-- Supplied data --
- - - - - - -

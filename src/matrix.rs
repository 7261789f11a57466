use crate::error::{Result, TransformError};
use crate::math::{approx_eq, Dim, Matrix3, Matrix4, TOLERANCE};
use crate::point::{HomogeneousPoint, Repr};

#[derive(Debug, Clone, Copy, PartialEq)]
enum MatRepr {
    D2(Matrix3),
    D3(Matrix4),
}

/// A square homogeneous transform: 3x3 for 2D, 4x4 for 3D.
///
/// Matrices are values. [`multiply`](Self::multiply) and
/// [`apply`](Self::apply) return new values and never touch their operands.
#[derive(Debug, Clone, Copy, PartialEq)]
pub struct TransformMatrix {
    repr: MatRepr,
}

impl TransformMatrix {
    /// Returns the identity transform of size `dim + 1`.
    #[must_use]
    pub fn identity(dim: Dim) -> Self {
        match dim {
            Dim::Two => Self::from_matrix3(Matrix3::identity()),
            Dim::Three => Self::from_matrix4(Matrix4::identity()),
        }
    }

    /// Wraps a raw 3x3 matrix as a 2D transform.
    #[must_use]
    pub fn from_matrix3(m: Matrix3) -> Self {
        Self {
            repr: MatRepr::D2(m),
        }
    }

    /// Wraps a raw 4x4 matrix as a 3D transform.
    #[must_use]
    pub fn from_matrix4(m: Matrix4) -> Self {
        Self {
            repr: MatRepr::D3(m),
        }
    }

    /// Returns the dimensionality this matrix transforms.
    #[must_use]
    pub fn dim(&self) -> Dim {
        match self.repr {
            MatRepr::D2(_) => Dim::Two,
            MatRepr::D3(_) => Dim::Three,
        }
    }

    /// Returns the underlying 3x3 matrix for 2D transforms.
    #[must_use]
    pub fn as_matrix3(&self) -> Option<&Matrix3> {
        match &self.repr {
            MatRepr::D2(m) => Some(m),
            MatRepr::D3(_) => None,
        }
    }

    /// Returns the underlying 4x4 matrix for 3D transforms.
    #[must_use]
    pub fn as_matrix4(&self) -> Option<&Matrix4> {
        match &self.repr {
            MatRepr::D2(_) => None,
            MatRepr::D3(m) => Some(m),
        }
    }

    /// Returns the entry at (`row`, `col`), or `None` if out of range.
    #[must_use]
    pub fn get(&self, row: usize, col: usize) -> Option<f64> {
        match &self.repr {
            MatRepr::D2(m) => m.get((row, col)).copied(),
            MatRepr::D3(m) => m.get((row, col)).copied(),
        }
    }

    /// Returns row `i`, or `None` if out of range.
    #[must_use]
    pub fn row(&self, i: usize) -> Option<Vec<f64>> {
        (i < self.dim().size()).then(|| match &self.repr {
            MatRepr::D2(m) => m.row(i).iter().copied().collect(),
            MatRepr::D3(m) => m.row(i).iter().copied().collect(),
        })
    }

    /// Returns the matrix as a list of rows.
    #[must_use]
    pub fn rows(&self) -> Vec<Vec<f64>> {
        match &self.repr {
            MatRepr::D2(m) => m
                .row_iter()
                .map(|r| r.iter().copied().collect())
                .collect(),
            MatRepr::D3(m) => m
                .row_iter()
                .map(|r| r.iter().copied().collect())
                .collect(),
        }
    }

    /// Computes the product `self * rhs`.
    ///
    /// Applied to a point, the result performs `rhs` first, then `self`.
    ///
    /// # Errors
    ///
    /// Returns [`TransformError::DimensionMismatch`] if the operands differ
    /// in dimension.
    pub fn multiply(&self, rhs: &Self) -> Result<Self> {
        match (&self.repr, &rhs.repr) {
            (MatRepr::D2(a), MatRepr::D2(b)) => Ok(Self::from_matrix3(a * b)),
            (MatRepr::D3(a), MatRepr::D3(b)) => Ok(Self::from_matrix4(a * b)),
            _ => Err(TransformError::DimensionMismatch {
                expected: self.dim(),
                found: rhs.dim(),
            }),
        }
    }

    /// Computes the matrix-vector product `self * point`.
    ///
    /// # Errors
    ///
    /// Returns [`TransformError::DimensionMismatch`] if the point's dimension
    /// differs from the matrix's.
    pub fn apply(&self, point: &HomogeneousPoint) -> Result<HomogeneousPoint> {
        let repr = match (&self.repr, &point.repr) {
            (MatRepr::D2(m), Repr::D2(v)) => Repr::D2(m * v),
            (MatRepr::D3(m), Repr::D3(v)) => Repr::D3(m * v),
            _ => {
                return Err(TransformError::DimensionMismatch {
                    expected: self.dim(),
                    found: point.dim(),
                })
            }
        };
        Ok(HomogeneousPoint { repr })
    }

    /// Returns `true` if the bottom row is `[0, ..., 0, 1]`.
    #[must_use]
    pub fn is_affine(&self) -> bool {
        let n = self.dim().size();
        (0..n).all(|col| {
            let expected = if col == n - 1 { 1.0 } else { 0.0 };
            self.get(n - 1, col)
                .is_some_and(|v| approx_eq(v, expected, TOLERANCE))
        })
    }

    /// Entry-wise comparison within `tol`. Different dimensions are never
    /// equal.
    #[must_use]
    pub fn approx_eq(&self, other: &Self, tol: f64) -> bool {
        match (&self.repr, &other.repr) {
            (MatRepr::D2(a), MatRepr::D2(b)) => {
                a.iter().zip(b.iter()).all(|(x, y)| approx_eq(*x, *y, tol))
            }
            (MatRepr::D3(a), MatRepr::D3(b)) => {
                a.iter().zip(b.iter()).all(|(x, y)| approx_eq(*x, *y, tol))
            }
            _ => false,
        }
    }
}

- - - - - - -

-- Work item --
In the listing, how many lines have the word "underlying"? Write only that number.

-- Answer to the exercise --
2